Find the string "params" in the records. Copy every line it appears in.

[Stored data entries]
§

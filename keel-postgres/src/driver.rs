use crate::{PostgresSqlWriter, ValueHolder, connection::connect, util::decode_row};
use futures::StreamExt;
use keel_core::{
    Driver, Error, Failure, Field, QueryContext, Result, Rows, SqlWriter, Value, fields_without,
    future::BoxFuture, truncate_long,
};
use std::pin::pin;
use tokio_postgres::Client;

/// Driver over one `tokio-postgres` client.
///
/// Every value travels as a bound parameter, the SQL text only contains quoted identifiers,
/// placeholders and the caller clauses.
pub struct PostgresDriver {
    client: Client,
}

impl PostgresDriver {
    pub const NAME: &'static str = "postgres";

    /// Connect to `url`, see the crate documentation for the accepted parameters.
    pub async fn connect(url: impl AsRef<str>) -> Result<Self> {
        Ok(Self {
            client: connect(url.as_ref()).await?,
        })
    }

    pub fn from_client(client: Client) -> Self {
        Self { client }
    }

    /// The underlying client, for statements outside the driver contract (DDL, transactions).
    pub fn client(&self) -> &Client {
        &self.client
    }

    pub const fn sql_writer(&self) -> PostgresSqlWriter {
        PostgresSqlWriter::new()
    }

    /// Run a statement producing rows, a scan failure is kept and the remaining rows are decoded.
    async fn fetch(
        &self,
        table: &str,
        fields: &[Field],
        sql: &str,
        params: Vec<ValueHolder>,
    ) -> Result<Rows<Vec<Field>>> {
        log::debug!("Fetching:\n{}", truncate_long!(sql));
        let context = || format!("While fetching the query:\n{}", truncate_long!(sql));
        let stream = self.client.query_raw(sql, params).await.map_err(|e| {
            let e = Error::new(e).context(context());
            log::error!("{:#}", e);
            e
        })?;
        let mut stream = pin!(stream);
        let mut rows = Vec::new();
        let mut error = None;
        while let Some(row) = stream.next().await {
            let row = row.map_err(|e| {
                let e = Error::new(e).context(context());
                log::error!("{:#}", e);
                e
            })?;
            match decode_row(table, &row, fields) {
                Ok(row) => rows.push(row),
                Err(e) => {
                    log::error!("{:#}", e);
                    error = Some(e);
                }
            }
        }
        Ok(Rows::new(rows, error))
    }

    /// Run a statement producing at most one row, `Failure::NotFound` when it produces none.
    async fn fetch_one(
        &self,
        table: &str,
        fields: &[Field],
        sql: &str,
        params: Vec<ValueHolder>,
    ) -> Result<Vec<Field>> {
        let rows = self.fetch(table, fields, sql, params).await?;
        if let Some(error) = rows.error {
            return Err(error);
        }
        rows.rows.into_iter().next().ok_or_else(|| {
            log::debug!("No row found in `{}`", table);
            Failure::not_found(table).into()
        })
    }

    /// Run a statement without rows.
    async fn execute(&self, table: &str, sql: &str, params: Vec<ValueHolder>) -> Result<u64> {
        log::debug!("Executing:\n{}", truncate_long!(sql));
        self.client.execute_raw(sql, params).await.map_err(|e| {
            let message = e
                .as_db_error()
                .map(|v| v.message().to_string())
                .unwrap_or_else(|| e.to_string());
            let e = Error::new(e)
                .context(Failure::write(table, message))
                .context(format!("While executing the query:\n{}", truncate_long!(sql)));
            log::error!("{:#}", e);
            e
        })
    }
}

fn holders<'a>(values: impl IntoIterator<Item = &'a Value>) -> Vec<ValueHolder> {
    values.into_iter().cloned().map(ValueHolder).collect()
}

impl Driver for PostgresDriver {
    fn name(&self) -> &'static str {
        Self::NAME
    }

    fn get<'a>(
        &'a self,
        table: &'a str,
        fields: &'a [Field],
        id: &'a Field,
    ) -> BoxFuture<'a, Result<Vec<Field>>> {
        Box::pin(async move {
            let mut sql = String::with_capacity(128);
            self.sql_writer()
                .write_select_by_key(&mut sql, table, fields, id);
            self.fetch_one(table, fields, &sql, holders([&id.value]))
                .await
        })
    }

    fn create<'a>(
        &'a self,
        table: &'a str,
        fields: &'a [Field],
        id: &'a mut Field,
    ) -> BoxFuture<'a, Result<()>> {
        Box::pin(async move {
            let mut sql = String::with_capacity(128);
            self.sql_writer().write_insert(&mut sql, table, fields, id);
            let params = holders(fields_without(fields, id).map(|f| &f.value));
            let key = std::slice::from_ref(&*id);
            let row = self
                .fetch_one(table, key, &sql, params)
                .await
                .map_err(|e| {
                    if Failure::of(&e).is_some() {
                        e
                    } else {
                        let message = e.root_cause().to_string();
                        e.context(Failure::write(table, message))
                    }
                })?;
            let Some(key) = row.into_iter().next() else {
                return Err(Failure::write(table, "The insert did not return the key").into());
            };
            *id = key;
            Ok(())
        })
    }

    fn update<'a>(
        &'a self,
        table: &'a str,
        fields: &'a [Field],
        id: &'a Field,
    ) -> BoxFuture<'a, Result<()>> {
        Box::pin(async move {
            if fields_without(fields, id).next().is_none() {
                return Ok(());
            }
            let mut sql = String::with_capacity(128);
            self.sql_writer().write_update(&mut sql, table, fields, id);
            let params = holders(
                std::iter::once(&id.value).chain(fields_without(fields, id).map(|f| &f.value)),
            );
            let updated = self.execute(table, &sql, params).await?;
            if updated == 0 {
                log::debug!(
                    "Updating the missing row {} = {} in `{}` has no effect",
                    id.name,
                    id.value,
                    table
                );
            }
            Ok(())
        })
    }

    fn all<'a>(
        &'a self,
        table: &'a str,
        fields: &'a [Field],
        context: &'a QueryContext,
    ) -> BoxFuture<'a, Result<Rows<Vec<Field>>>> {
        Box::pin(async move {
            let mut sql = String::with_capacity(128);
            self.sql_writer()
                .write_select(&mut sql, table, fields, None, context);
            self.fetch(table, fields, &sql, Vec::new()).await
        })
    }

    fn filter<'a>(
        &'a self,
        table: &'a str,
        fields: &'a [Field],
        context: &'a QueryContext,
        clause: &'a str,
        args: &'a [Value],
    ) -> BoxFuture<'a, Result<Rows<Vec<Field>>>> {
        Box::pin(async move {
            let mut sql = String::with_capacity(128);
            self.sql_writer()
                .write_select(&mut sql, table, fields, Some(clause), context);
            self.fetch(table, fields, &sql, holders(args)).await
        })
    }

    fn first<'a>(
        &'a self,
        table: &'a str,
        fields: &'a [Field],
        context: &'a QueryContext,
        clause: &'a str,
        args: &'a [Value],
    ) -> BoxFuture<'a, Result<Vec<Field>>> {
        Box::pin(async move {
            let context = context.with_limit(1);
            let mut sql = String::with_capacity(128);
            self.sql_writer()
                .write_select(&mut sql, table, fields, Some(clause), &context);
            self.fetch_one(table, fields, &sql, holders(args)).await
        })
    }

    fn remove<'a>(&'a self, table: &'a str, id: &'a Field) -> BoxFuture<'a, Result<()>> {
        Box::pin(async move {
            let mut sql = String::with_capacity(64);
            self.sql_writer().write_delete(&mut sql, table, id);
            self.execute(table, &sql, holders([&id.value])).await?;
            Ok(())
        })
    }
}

§

# [OUTPUT OF THE EXERCISE]
        params: Vec<ValueHolder>,
        let stream = self.client.query_raw(sql, params).await.map_err(|e| {
        params: Vec<ValueHolder>,
        let rows = self.fetch(table, fields, sql, params).await?;
    async fn execute(&self, table: &str, sql: &str, params: Vec<ValueHolder>) -> Result<u64> {
        self.client.execute_raw(sql, params).await.map_err(|e| {
            let params = holders(fields_without(fields, id).map(|f| &f.value));
                .fetch_one(table, key, &sql, params)
            let params = holders(
            let updated = self.execute(table, &sql, params).await?;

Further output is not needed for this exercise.